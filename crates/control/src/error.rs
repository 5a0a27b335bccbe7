//! Fehlertypen fuer das Steuerprotokoll
//!
//! `CommandError` deckt alle Fehler ab, die der Dispatcher dem Client als
//! Text zurueckmeldet. Die `Display`-Ausgabe ist exakt der Wire-Text.
//! `ControlError` betrifft nur den Transport und beendet hoechstens die
//! betroffene Verbindung.

use thiserror::Error;

/// Fehler bei der Befehlsverarbeitung (werden nie an den Aufrufer propagiert)
#[derive(Debug, Clone, PartialEq, Eq, Error)]
pub enum CommandError {
    /// Unbekannter oder leerer Befehl
    #[error("ERROR: Unknown command '{befehl}'. See 'help' for available commands.")]
    Unbekannt { befehl: String },

    /// Falsche Anzahl an Argumenten
    #[error("ERROR: Command '{befehl}' expected {erwartet} argument(s), but received {erhalten}.")]
    FalscheArgumente {
        befehl: String,
        erwartet: usize,
        erhalten: usize,
    },

    /// Kanalnummer ist keine Ganzzahl
    #[error("ERROR: Invalid channel number (must be an integer)")]
    UngueltigeZahl,

    /// Kanalnummer ausserhalb von 1..=max
    #[error("ERROR: Channel out of range (valid: 1-{max})")]
    AusserhalbBereich { max: u32 },

    /// Power-Gate: nur `on` ist im ausgeschalteten Zustand erlaubt
    #[error("ERROR: TV is switched OFF. Turn it ON first.")]
    Ausgeschaltet,
}

impl CommandError {
    pub fn unbekannt(befehl: impl Into<String>) -> Self {
        Self::Unbekannt {
            befehl: befehl.into(),
        }
    }
}

/// Fehlertyp fuer Transport und Konfiguration des Steuerprotokolls
#[derive(Debug, Error)]
pub enum ControlError {
    /// IO-Fehler (TCP, Socket)
    #[error("IO-Fehler: {0}")]
    Io(#[from] std::io::Error),

    /// Ungueltige Konfiguration
    #[error("Konfigurationsfehler: {0}")]
    Konfiguration(String),
}

/// Result-Typ fuer das Steuerprotokoll
pub type ControlResult<T> = Result<T, ControlError>;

=-=-=-=-=

> Exercise aim
Every line from the one with "ausgeschalteten Zustand erlaubt" to the end of the records above should be returned exactly, and no other lines.

> Problem solution
    /// Power-Gate: nur `on` ist im ausgeschalteten Zustand erlaubt
    #[error("ERROR: TV is switched OFF. Turn it ON first.")]
    Ausgeschaltet,
}

impl CommandError {
    pub fn unbekannt(befehl: impl Into<String>) -> Self {
        Self::Unbekannt {
            befehl: befehl.into(),
        }
    }
}

/// Fehlertyp fuer Transport und Konfiguration des Steuerprotokolls
#[derive(Debug, Error)]
pub enum ControlError {
    /// IO-Fehler (TCP, Socket)
    #[error("IO-Fehler: {0}")]
    Io(#[from] std::io::Error),

    /// Ungueltige Konfiguration
    #[error("Konfigurationsfehler: {0}")]
    Konfiguration(String),
}

/// Result-Typ fuer das Steuerprotokoll
pub type ControlResult<T> = Result<T, ControlError>;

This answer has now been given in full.